TASK DIRECTIONS = Every line below that holds the word "attempt" must be listed.

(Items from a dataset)
-=-=-=-=-

//! 帧分配器模块
//!
//! 本模块提供物理内存帧的分配和回收功能。
//!
//! ## 分配策略（位图）
//!
//! 分配器使用位图（bitmap）跟踪每个物理帧的分配状态：
//!
//! - **bitmap**：每个 bit 表示一个物理帧（0=空闲，1=已分配），按帧号索引
//! - 位图使用 `Vec<u64>` 存储，分配时可以整字跳过全满的 64 帧
//!
//! 分配总是从帧号 0 开始按升序扫描，返回第一个空闲帧（低地址优先，
//! 结果完全确定）。释放时直接清除对应 bit，O(1) 操作。
//!
//! ## 保留帧
//!
//! [`FrameAllocator::init`] 会把内核镜像所在的低端帧，以及紧随其后、
//! 按位图字节数向上取整计算出的位图帧标记为已分配。这些帧永远不会被
//! [`FrameAllocator::allocate`] 返回，也不能被释放。
//!
//! ## 错误分类
//!
//! - 无空闲帧：返回 [`MmError::OutOfMemory`]，调用方必须检查
//! - 释放区域外 / 保留帧：[`MmError::InvalidFree`]
//! - 释放未对齐地址：[`MmError::MisalignedFree`]
//!
//! 后两者属于簿记损坏（[`MmError::is_fatal`]），上层应当停机。
//! 重复释放不做检测。

use crate::address::{AlignOps, Paddr, UsizeConvert};
use crate::config::{MemoryLayout, PAGE_SIZE};
use crate::error::{MmError, MmResult};
use alloc::vec::Vec;

/// 物理帧分配器。
/// 采用位图策略跟踪每个物理帧的分配状态。
#[derive(Debug)]
pub struct FrameAllocator {
    /// 受管物理内存区域
    layout: MemoryLayout,
    /// 位图数据（每个 bit 表示一个帧：0=空闲，1=已分配）
    bitmap: Vec<u64>,
    /// 总帧数
    total_frames: usize,
    /// 当前被标记为已分配的帧数（含保留帧）
    allocated_count: usize,
}

impl FrameAllocator {
    /// 为给定区域创建分配器。
    ///
    /// 位图在此处按区域大小分配并清零，但保留帧要等到 [`init`](Self::init) 才会标记。
    pub fn new(layout: MemoryLayout) -> MmResult<Self> {
        layout.validate()?;
        let total_frames = layout.total_frames();
        Ok(FrameAllocator {
            layout,
            bitmap: alloc::vec![0u64; total_frames.div_ceil(64)],
            total_frames,
            allocated_count: 0,
        })
    }

    /// 初始化位图。
    ///
    /// 先清零整个位图，再标记内核镜像帧与位图自身占用的帧。
    /// 不是幂等的：在已经分配出帧之后再次调用会丢失这些帧的记录。
    pub fn init(&mut self) {
        self.bitmap.fill(0);
        self.allocated_count = 0;

        // 内核镜像占据最低的若干帧，位图紧随其后
        for idx in 0..self.layout.reserved_frames() {
            self.mark_allocated(idx);
        }
        self.allocated_count = self.layout.reserved_frames();

        log::info!(
            "mm: frame allocator initialized, {} frames at {:#x}, {} reserved",
            self.total_frames,
            self.layout.base,
            self.layout.reserved_frames()
        );
    }

    /// 检查帧是否空闲
    #[inline]
    fn is_free(&self, frame_idx: usize) -> bool {
        let word_idx = frame_idx / 64;
        let bit_idx = frame_idx % 64;
        (self.bitmap[word_idx] & (1u64 << bit_idx)) == 0
    }

    /// 标记帧为已分配
    #[inline]
    fn mark_allocated(&mut self, frame_idx: usize) {
        let word_idx = frame_idx / 64;
        let bit_idx = frame_idx % 64;
        self.bitmap[word_idx] |= 1u64 << bit_idx;
    }

    /// 标记帧为空闲
    #[inline]
    fn mark_free(&mut self, frame_idx: usize) {
        let word_idx = frame_idx / 64;
        let bit_idx = frame_idx % 64;
        self.bitmap[word_idx] &= !(1u64 << bit_idx);
    }

    #[inline]
    fn frame_addr(&self, frame_idx: usize) -> Paddr {
        Paddr(self.layout.base + frame_idx * PAGE_SIZE)
    }

    /// 分配一个物理帧。
    /// 按帧号升序查找第一个空闲位，返回对应帧的起始物理地址。
    pub fn allocate(&mut self) -> MmResult<Paddr> {
        for (word_idx, &word) in self.bitmap.iter().enumerate() {
            // 快速跳过全满的 u64
            if word == u64::MAX {
                continue;
            }

            // 找到第一个空闲位（trailing_zeros 找最低位的 0）
            let frame_idx = word_idx * 64 + (!word).trailing_zeros() as usize;
            // 最后一个字的高位可能超出区域
            if frame_idx >= self.total_frames {
                break;
            }

            self.mark_allocated(frame_idx);
            self.allocated_count += 1;
            return Ok(self.frame_addr(frame_idx));
        }

        log::warn!("mm: no free frames left");
        Err(MmError::OutOfMemory)
    }

    /// 回收一个物理帧。
    ///
    /// 空地址只记录警告并忽略。区域外、保留帧或未对齐的地址说明簿记已经损坏，
    /// 返回致命错误。重复释放与正常释放不做区分。
    pub fn free(&mut self, addr: Paddr) -> MmResult<()> {
        if addr.as_usize() == 0 {
            log::warn!("mm: free called with null address");
            return Ok(());
        }
        if !self.layout.contains(addr.as_usize()) {
            log::error!("mm: attempt to free {:#x} outside managed region", addr);
            return Err(MmError::InvalidFree(addr.as_usize()));
        }
        if !addr.is_page_aligned() {
            log::error!("mm: attempt to free non-page-aligned address {:#x}", addr);
            return Err(MmError::MisalignedFree(addr.as_usize()));
        }

        let frame_idx = (addr.as_usize() - self.layout.base) / PAGE_SIZE;
        if frame_idx < self.layout.reserved_frames() {
            log::error!("mm: attempt to free reserved frame {:#x}", addr);
            return Err(MmError::InvalidFree(addr.as_usize()));
        }

        if !self.is_free(frame_idx) {
            self.allocated_count -= 1;
        }
        self.mark_free(frame_idx);
        Ok(())
    }

    /// 地址所在的帧当前是否已分配
    pub fn is_allocated(&self, addr: Paddr) -> bool {
        if !self.layout.contains(addr.as_usize()) {
            return false;
        }
        !self.is_free((addr.as_usize() - self.layout.base) / PAGE_SIZE)
    }

    /// 地址是否属于受管区域
    pub fn contains(&self, addr: Paddr) -> bool {
        self.layout.contains(addr.as_usize())
    }

    /// 受管区域描述
    pub fn layout(&self) -> &MemoryLayout {
        &self.layout
    }

    /// 获取总的物理帧数
    pub fn total_frames(&self) -> usize {
        self.total_frames
    }

    /// 获取保留帧数（内核镜像 + 位图）
    pub fn reserved_frames(&self) -> usize {
        self.layout.reserved_frames()
    }

    /// 获取已分配的帧数（含保留帧）
    pub fn allocated_frames(&self) -> usize {
        self.allocated_count
    }

    /// 获取空闲的帧数
    pub fn free_frames(&self) -> usize {
        self.total_frames - self.allocated_count
    }

    /// 获取帧分配器的当前状态
    /// # 返回值
    /// - 总帧数
    /// - 已分配的帧数
    /// - 空闲的帧数
    pub fn stats(&self) -> (usize, usize, usize) {
        (
            self.total_frames,
            self.allocated_count,
            self.total_frames - self.allocated_count,
        )
    }
}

-=-=-=-=-

EXERCISE ANSWER =
            log::error!("mm: attempt to free {:#x} outside managed region", addr);
            log::error!("mm: attempt to free non-page-aligned address {:#x}", addr);
            log::error!("mm: attempt to free reserved frame {:#x}", addr);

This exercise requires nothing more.